Segment Start: Input data

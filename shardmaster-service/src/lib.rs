//! The coordinator's service facade: `CoordinatorState` (Ring + Membership +
//! Placement under one lock) and `CoordinatorService` (the RPC-addressable
//! surface spec.md section 6 describes), plus ambient per-call metrics.

mod metrics;
mod service;
mod state;

pub use metrics::CallMetrics;
pub use service::CoordinatorService;
pub use state::CoordinatorState;
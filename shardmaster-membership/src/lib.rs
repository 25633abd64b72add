//! Membership: per-server status, heartbeat clock, and the periodic
//! sweeper that drives the `Initial -> Healthy <-> Suspect -> Failed`
//! state machine.

mod state_machine;
mod sweeper;
mod table;

pub use state_machine::{is_ring_resident, next_status, within_interval, Transition};
pub use sweeper::{Sweeper, SweeperHandle};
pub use table::MembershipTable;
//! The production allocator seam
//!
//! Everything that talks to an external allocator library lives under this module.
use crate::errors::HandoffResult;
use alloc_abi::RawAllocator;

#[cfg(feature = "talc")]
pub mod talc;

/// Where a production allocator gets its memory from during setup
pub trait ArenaSource: RawAllocator {
    /// Largest block [RawAllocator::allocate_aligned] would currently hand out at `align`
    fn largest_block(&self, align: usize) -> usize;
}

/// A full-featured allocator that takes over once thread-local storage is available
///
/// # Safety
/// Implementors must uphold the [RawAllocator] contract once [ProductionAllocator::setup] has
/// returned `Ok`, and [ProductionAllocator::owns] must be true for every pointer they hand out
/// that lies inside the boot region.
pub unsafe trait ProductionAllocator: RawAllocator + Sync {
    /// Smallest extent the allocator is comfortable with
    ///
    /// Handles built on smaller extents still work, but allocations may fail.
    fn min_arena_size(&self) -> usize;

    /// One-time setup
    ///
    /// `source` is the handle being switched over. Memory requested from it during setup is
    /// served by the boot region.
    ///
    /// # Safety
    /// Must be called at most once, before any other operation
    unsafe fn setup(&self, source: &dyn ArenaSource) -> HandoffResult;

    /// True if `ptr` lies in memory this allocator manages
    fn owns(&self, ptr: *const u8) -> bool;
}
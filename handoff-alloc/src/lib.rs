//! Boot-time to production allocator handoff
//!
//! A [Handoff] serves allocations from a fixed boot region until the calling context reports
//! thread-local storage. The first allocation that sees a ready context sets up the production
//! allocator and rebinds every operation to it, exactly once.
#![cfg_attr(not(test), no_std)]
#![warn(missing_docs)]

pub mod adapter;
mod boot;
pub mod config;
pub mod errors;
mod facade;
mod gate;
pub mod probe;
pub mod singleton;
#[cfg(test)]
mod test_support;
pub mod util;

pub use crate::{
    adapter::ProductionAllocator,
    boot::BootStats,
    errors::{HandoffError, HandoffResult},
    facade::Handoff,
    gate::Phase,
    probe::{ContextProbe, TlsSwitch},
    singleton::{process_phase, InstanceSlot},
};
#[cfg(feature = "talc")]
pub use crate::adapter::talc::TalcAdapter;
pub use alloc_abi::{RawAllocator, Status};
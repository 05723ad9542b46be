//! Utility functions

/// Align `val` up to nearest `SIZE`
///
/// # Panics
/// If `SIZE` is not a power of two
pub const fn align_up<const SIZE: usize>(val: usize) -> usize {
    let mut rv = align_down::<SIZE>(val);
    if !aligned::<SIZE>(val) {
        rv += SIZE;
    }
    rv
}

/// Align `val` down to nearest `SIZE`
///
/// # Panics
/// If `SIZE` is not a power of two
pub const fn align_down<const SIZE: usize>(val: usize) -> usize {
    assert!(SIZE.is_power_of_two());
    val & !(SIZE - 1)
}

/// Return true if `val` is aligned to `SIZE`
///
/// # Panics
/// If `SIZE` is not a power of two
pub const fn aligned<const SIZE: usize>(val: usize) -> bool {
    assert!(SIZE.is_power_of_two());
    val & (SIZE - 1) == 0
}

/// Like [align_up], for alignments only known at runtime
///
/// Returns `None` on overflow or if `align` is not a power of two.
pub const fn checked_align_up(val: usize, align: usize) -> Option<usize> {
    if !align.is_power_of_two() {
        return None;
    }
    match val.checked_add(align - 1) {
        Some(val) => Some(val & !(align - 1)),
        None => None,
    }
}
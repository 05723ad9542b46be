//! Build-time configuration

/// Page size. Extents at or below this are rejected, and handle metadata is rounded up to it.
pub const PAGE_SIZE: usize = 4096;

/// Arena size requested by the talc adapter unless told otherwise
///
/// Extents smaller than this still work, but large production allocations may fail.
pub const DEFAULT_ARENA_SIZE: usize = 256 * 1024 * 1024;
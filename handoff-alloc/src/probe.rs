//! Readiness of the calling execution context
//!
//! The handoff only needs one bit from the thread subsystem: whether the current context has its
//! thread-local storage in place.
use core::sync::atomic::{AtomicBool, Ordering};

/// Tells whether the calling context has thread-local storage
pub trait ContextProbe: Sync {
    /// True once the current context has private thread-local storage
    fn current_context_ready(&self) -> bool;
}

impl ContextProbe for fn() -> bool {
    fn current_context_ready(&self) -> bool {
        self()
    }
}

/// A readiness flag flipped by whoever installs thread-local storage
#[derive(Debug, Default)]
pub struct TlsSwitch(AtomicBool);

impl TlsSwitch {
    /// A switch that starts out not ready
    pub const fn new() -> Self {
        Self(AtomicBool::new(false))
    }

    /// Report thread-local storage as installed. There is no way back.
    pub fn set_ready(&self) {
        self.0.store(true, Ordering::Release);
    }
}

impl ContextProbe for TlsSwitch {
    fn current_context_ready(&self) -> bool {
        self.0.load(Ordering::Acquire)
    }
}
//! Production allocator backed by the `talc` crate
//!
//! Talc wants a [Layout] back on free, while the handle's interface only passes a pointer, so
//! every block carries a small prefix recording how it was allocated.
use crate::{
    adapter::{ArenaSource, ProductionAllocator},
    config::{DEFAULT_ARENA_SIZE, PAGE_SIZE},
    errors::{HandoffError, HandoffResult},
    util::{align_down, checked_align_up},
};
use alloc_abi::{check_posix_alignment, RawAllocator, Status};
use core::{
    alloc::{GlobalAlloc, Layout},
    mem,
    ptr,
};
use log::{info, warn};
use spin::Once;
use talc::{ErrOnOom, Span, Talc, Talck};

// Minimum alignment of every block
const MIN_ALIGN: usize = 16;

// Stored right before the returned pointer
#[derive(Copy, Clone, Debug)]
struct Prefix {
    // Distance from the start of the talc block to the returned pointer
    offset: usize,
    // Size of the talc block
    size: usize,
    align: usize,
}

impl Prefix {
    const SIZE: usize = mem::size_of::<Prefix>();

    fn layout(self) -> Layout {
        // SAFETY: checked when the block was allocated
        unsafe { Layout::from_size_align_unchecked(self.size, self.align) }
    }

    // SAFETY: `data` must have been returned by `TalcAdapter::allocate_inner`
    unsafe fn read(data: *const u8) -> Self {
        unsafe { (data.sub(Self::SIZE) as *const Self).read() }
    }

    // SAFETY: `data - SIZE` must be inside the block and word-aligned
    unsafe fn write(self, data: *mut u8) {
        unsafe { (data.sub(Self::SIZE) as *mut Self).write(self) }
    }
}

/// Talc behind the handle's malloc-style interface
pub struct TalcAdapter {
    talc: Talck<spin::Mutex<()>, ErrOnOom>,
    arena_size: usize,
    // (base, size) of the claimed arena
    arena: Once<(usize, usize)>,
}

impl TalcAdapter {
    /// Adapter that asks for [DEFAULT_ARENA_SIZE] at setup
    pub const fn new() -> Self {
        Self::with_arena_size(DEFAULT_ARENA_SIZE)
    }

    /// Adapter that asks for `arena_size` bytes at setup
    pub const fn with_arena_size(arena_size: usize) -> Self {
        Self {
            talc: Talc::new(ErrOnOom).lock(),
            arena_size,
            arena: Once::new(),
        }
    }

    /// Base and size of the arena, once set up
    pub fn arena(&self) -> Option<(*const u8, usize)> {
        self.arena
            .get()
            .map(|&(base, size)| (base as *const u8, size))
    }

    fn allocate_inner(&self, align: usize, size: usize) -> *mut u8 {
        let align = align.max(MIN_ALIGN);
        let Some(offset) = checked_align_up(Prefix::SIZE, align) else {
            return ptr::null_mut();
        };
        let Some(total) = offset.checked_add(size) else {
            return ptr::null_mut();
        };
        let Ok(layout) = Layout::from_size_align(total, align) else {
            return ptr::null_mut();
        };

        // SAFETY: `layout` has non-zero size
        let base = unsafe { self.talc.alloc(layout) };
        if base.is_null() {
            return base;
        }
        // SAFETY: `offset <= total`, and `data - Prefix::SIZE` is word-aligned inside the block
        unsafe {
            let data = base.add(offset);
            Prefix {
                offset,
                size: total,
                align,
            }
            .write(data);
            data
        }
    }
}

impl Default for TalcAdapter {
    fn default() -> Self {
        Self::new()
    }
}

// SAFETY: blocks come from talc, which only hands out memory from the claimed arena
unsafe impl RawAllocator for TalcAdapter {
    fn allocate(&self, size: usize) -> *mut u8 {
        self.allocate_inner(MIN_ALIGN, size)
    }

    fn allocate_zeroed(&self, nelem: usize, elem_size: usize) -> *mut u8 {
        let Some(size) = nelem.checked_mul(elem_size) else {
            return ptr::null_mut();
        };
        let ptr = self.allocate(size);
        if !ptr.is_null() {
            // SAFETY: `ptr` points to at least `size` fresh bytes
            unsafe { ptr.write_bytes(0, size) };
        }
        ptr
    }

    unsafe fn reallocate(&self, ptr: *mut u8, size: usize) -> *mut u8 {
        if ptr.is_null() {
            return self.allocate(size);
        }
        if size == 0 {
            unsafe { self.free(ptr) };
            return ptr::null_mut();
        }

        // SAFETY: `ptr` is a live block from `allocate_inner`
        unsafe {
            let prefix = Prefix::read(ptr);
            let Some(total) = prefix.offset.checked_add(size) else {
                return ptr::null_mut();
            };
            if Layout::from_size_align(total, prefix.align).is_err() {
                return ptr::null_mut();
            }
            let base = ptr.sub(prefix.offset);
            let new_base = self.talc.realloc(base, prefix.layout(), total);
            if new_base.is_null() {
                return new_base;
            }
            let data = new_base.add(prefix.offset);
            Prefix {
                size: total,
                ..prefix
            }
            .write(data);
            data
        }
    }

    fn allocate_aligned(&self, align: usize, size: usize) -> *mut u8 {
        if !align.is_power_of_two() {
            return ptr::null_mut();
        }
        self.allocate_inner(align, size)
    }

    fn posix_allocate_aligned(&self, memptr: &mut *mut u8, align: usize, size: usize) -> Status {
        if let Err(status) = check_posix_alignment(align) {
            return status;
        }
        let ptr = self.allocate_inner(align, size);
        if ptr.is_null() {
            return Status::OutOfMemory;
        }
        *memptr = ptr;
        Status::Ok
    }

    unsafe fn free(&self, ptr: *mut u8) {
        if ptr.is_null() {
            return;
        }
        // SAFETY: `ptr` is a live block from `allocate_inner`
        unsafe {
            let prefix = Prefix::read(ptr);
            self.talc.dealloc(ptr.sub(prefix.offset), prefix.layout());
        }
    }
}

// SAFETY: `owns` covers the whole claimed arena
unsafe impl ProductionAllocator for TalcAdapter {
    fn min_arena_size(&self) -> usize {
        self.arena_size
    }

    unsafe fn setup(&self, source: &dyn ArenaSource) -> HandoffResult {
        // Take the arena from the boot region, settling for whatever is left if it's short.
        // Boot allocations racing with us can shrink the region between asking and taking.
        let (base, size) = loop {
            let available = align_down::<PAGE_SIZE>(source.largest_block(PAGE_SIZE));
            let size = available.min(self.arena_size);
            if size == 0 {
                return Err(HandoffError::ArenaUnavailable {
                    size: self.arena_size,
                });
            }
            let base = source.allocate_aligned(PAGE_SIZE, size);
            if !base.is_null() {
                break (base, size);
            }
        };
        if size < self.arena_size {
            warn!(
                "talc arena shrunk to {size} bytes ({} requested); large allocations will fail",
                self.arena_size
            );
        }

        // SAFETY: the block is ours for the rest of the program
        unsafe { self.talc.lock().claim(Span::from_base_size(base, size)) }
            .map_err(|()| HandoffError::SetupFailed)?;
        self.arena.call_once(|| (base as usize, size));
        info!("talc arena @ {base:p}, len {size}");
        Ok(())
    }

    fn owns(&self, ptr: *const u8) -> bool {
        self.arena
            .get()
            .is_some_and(|&(base, size)| (base..base + size).contains(&(ptr as usize)))
    }
}
// Helpers shared by unit tests
use crate::{
    adapter::{ArenaSource, ProductionAllocator},
    config::PAGE_SIZE,
    errors::HandoffError,
    HandoffResult, InstanceSlot,
};
use alloc_abi::{check_posix_alignment, RawAllocator, Status};
use core::{
    cell::RefCell,
    ptr::{self, NonNull},
    sync::atomic::{AtomicUsize, Ordering},
};
use log::{Level, LevelFilter, Log, Metadata, Record};
use region_alloc::RegionAllocator;
use spin::{Mutex, Once};
use std::alloc::{alloc_zeroed, Layout};

thread_local! {
    static CAPTURED: RefCell<Option<Vec<(Level, String)>>> = const { RefCell::new(None) };
}

// Keeps records from the thread that asked for them, so parallel tests don't mix
struct CaptureLogger;

impl Log for CaptureLogger {
    fn enabled(&self, _metadata: &Metadata) -> bool {
        true
    }

    fn log(&self, record: &Record) {
        let _ = CAPTURED.try_with(|captured| {
            if let Some(lines) = captured.borrow_mut().as_mut() {
                lines.push((record.level(), record.args().to_string()));
            }
        });
    }

    fn flush(&self) {}
}

static LOGGER: CaptureLogger = CaptureLogger;

/// Run `f` and collect everything it logs on this thread
pub fn capture_logs<T>(f: impl FnOnce() -> T) -> (T, Vec<(Level, String)>) {
    static INSTALL: std::sync::Once = std::sync::Once::new();
    INSTALL.call_once(|| {
        log::set_logger(&LOGGER).unwrap();
        log::set_max_level(LevelFilter::Trace);
    });

    CAPTURED.with(|captured| *captured.borrow_mut() = Some(Vec::new()));
    let rv = f();
    let lines = CAPTURED
        .with(|captured| captured.borrow_mut().take())
        .unwrap_or_default();
    (rv, lines)
}

/// True if some line at `level` contains `needle`
pub fn logged(lines: &[(Level, String)], level: Level, needle: &str) -> bool {
    lines
        .iter()
        .any(|(line_level, line)| *line_level == level && line.contains(needle))
}

/// Page-aligned host memory that lives for the rest of the test run
pub fn extent(len: usize) -> *mut u8 {
    let layout = Layout::from_size_align(len.max(1), PAGE_SIZE).unwrap();
    let base = unsafe { alloc_zeroed(layout) };
    assert!(!base.is_null());
    base
}

/// A slot of our own, so tests don't fight over the process-wide one
pub fn slot() -> &'static InstanceSlot {
    Box::leak(Box::new(InstanceSlot::new()))
}

/// Production allocator that counts what happens to it
///
/// Its arena comes from the handle at setup time, just like the real thing. `PAD` bloats the
/// type to test metadata that doesn't fit.
pub struct MockProduction<const PAD: usize = 0> {
    min_arena: usize,
    arena_size: usize,
    nested: bool,
    region: Mutex<Option<RegionAllocator>>,
    arena: Once<(usize, usize)>,
    pub setups: AtomicUsize,
    pub calls: AtomicUsize,
    pub nested_ptr: AtomicUsize,
    _pad: [u8; PAD],
}

impl<const PAD: usize> MockProduction<PAD> {
    pub fn new(arena_size: usize) -> Self {
        Self {
            min_arena: arena_size,
            arena_size,
            nested: false,
            region: Mutex::new(None),
            arena: Once::new(),
            setups: AtomicUsize::new(0),
            calls: AtomicUsize::new(0),
            nested_ptr: AtomicUsize::new(0),
            _pad: [0; PAD],
        }
    }

    /// Also do a plain `allocate` through the handle while setting up
    pub fn nested(mut self) -> Self {
        self.nested = true;
        self
    }

    pub fn min_arena(mut self, min_arena: usize) -> Self {
        self.min_arena = min_arena;
        self
    }

    pub fn setups(&self) -> usize {
        self.setups.load(Ordering::SeqCst)
    }

    pub fn calls(&self) -> usize {
        self.calls.load(Ordering::SeqCst)
    }

    fn count(&self) {
        self.calls.fetch_add(1, Ordering::SeqCst);
    }

    fn carve(&self, align: usize, size: usize) -> *mut u8 {
        self.region
            .lock()
            .as_mut()
            .and_then(|region| region.allocate_aligned(align, size).ok())
            .map_or(ptr::null_mut(), NonNull::as_ptr)
    }
}

unsafe impl<const PAD: usize> RawAllocator for MockProduction<PAD> {
    fn allocate(&self, size: usize) -> *mut u8 {
        self.count();
        self.carve(1, size)
    }

    fn allocate_zeroed(&self, nelem: usize, elem_size: usize) -> *mut u8 {
        self.count();
        let Some(size) = nelem.checked_mul(elem_size) else {
            return ptr::null_mut();
        };
        let ptr = self.carve(1, size);
        if !ptr.is_null() {
            unsafe { ptr.write_bytes(0, size) };
        }
        ptr
    }

    unsafe fn reallocate(&self, ptr: *mut u8, size: usize) -> *mut u8 {
        self.count();
        let new = self.carve(1, size);
        if let (Some(old), false) = (NonNull::new(ptr), new.is_null()) {
            let len = unsafe { self.region.lock().as_ref().unwrap().usable_size(old) };
            unsafe { ptr::copy_nonoverlapping(ptr, new, len.min(size)) };
        }
        new
    }

    fn allocate_aligned(&self, align: usize, size: usize) -> *mut u8 {
        self.count();
        self.carve(align, size)
    }

    fn posix_allocate_aligned(&self, memptr: &mut *mut u8, align: usize, size: usize) -> Status {
        self.count();
        if let Err(status) = check_posix_alignment(align) {
            return status;
        }
        match NonNull::new(self.carve(align, size)) {
            Some(ptr) => {
                *memptr = ptr.as_ptr();
                Status::Ok
            }
            None => Status::OutOfMemory,
        }
    }

    unsafe fn free(&self, _ptr: *mut u8) {
        self.count();
    }
}

unsafe impl<const PAD: usize> ProductionAllocator for MockProduction<PAD> {
    fn min_arena_size(&self) -> usize {
        self.min_arena
    }

    unsafe fn setup(&self, source: &dyn ArenaSource) -> HandoffResult {
        self.setups.fetch_add(1, Ordering::SeqCst);
        // Give racing callers a chance to pile up behind us
        std::thread::sleep(std::time::Duration::from_millis(5));

        if self.nested {
            let ptr = source.allocate(64);
            assert!(!ptr.is_null());
            self.nested_ptr.store(ptr as usize, Ordering::SeqCst);
        }

        let base = source.allocate(self.arena_size);
        if base.is_null() {
            return Err(HandoffError::ArenaUnavailable {
                size: self.arena_size,
            });
        }
        *self.region.lock() = Some(unsafe { RegionAllocator::new(base, self.arena_size) });
        self.arena.call_once(|| (base as usize, self.arena_size));
        Ok(())
    }

    fn owns(&self, ptr: *const u8) -> bool {
        self.arena
            .get()
            .is_some_and(|&(base, size)| (base..base + size).contains(&(ptr as usize)))
    }
}
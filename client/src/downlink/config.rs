use weft_shared::BackoffConfig;

/// Policy flags and tunables for one downlink.
#[derive(Clone, Debug)]
pub struct DownlinkConfig {
    /// Re-open automatically after a transport failure instead of
    /// terminating, until the backoff budget is spent.
    pub keep_linked: bool,
    /// Request a fresh state replay on every (re-)open.
    pub keep_synced: bool,
    /// Request one state replay on the first open only.
    pub sync: bool,
    /// Backoff schedule used by keep_linked reconnection.
    pub backoff: BackoffConfig,
    /// Priority attached to Link/Sync/Unlink envelopes.
    pub link_priority: f32,
}

impl Default for DownlinkConfig {
    fn default() -> Self {
        Self {
            keep_linked: false,
            keep_synced: false,
            sync: false,
            backoff: BackoffConfig::default(),
            link_priority: 0.5,
        }
    }
}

Segment End: Input data

**What to do:**
Word for word, restate the lines of the listing above starting at the line with "no way back." and ending at the line with "block was allocated", and nothing outside them.

**Response to the exercise:**
    /// Report thread-local storage as installed. There is no way back.
    pub fn set_ready(&self) {
        self.0.store(true, Ordering::Release);
    }
}

impl ContextProbe for TlsSwitch {
    fn current_context_ready(&self) -> bool {
        self.0.load(Ordering::Acquire)
    }
}
//! Production allocator backed by the `talc` crate
//!
//! Talc wants a [Layout] back on free, while the handle's interface only passes a pointer, so
//! every block carries a small prefix recording how it was allocated.
use crate::{
    adapter::{ArenaSource, ProductionAllocator},
    config::{DEFAULT_ARENA_SIZE, PAGE_SIZE},
    errors::{HandoffError, HandoffResult},
    util::{align_down, checked_align_up},
};
use alloc_abi::{check_posix_alignment, RawAllocator, Status};
use core::{
    alloc::{GlobalAlloc, Layout},
    mem,
    ptr,
};
use log::{info, warn};
use spin::Once;
use talc::{ErrOnOom, Span, Talc, Talck};

// Minimum alignment of every block
const MIN_ALIGN: usize = 16;

// Stored right before the returned pointer
#[derive(Copy, Clone, Debug)]
struct Prefix {
    // Distance from the start of the talc block to the returned pointer
    offset: usize,
    // Size of the talc block
    size: usize,
    align: usize,
}

impl Prefix {
    const SIZE: usize = mem::size_of::<Prefix>();

    fn layout(self) -> Layout {
        // SAFETY: checked when the block was allocated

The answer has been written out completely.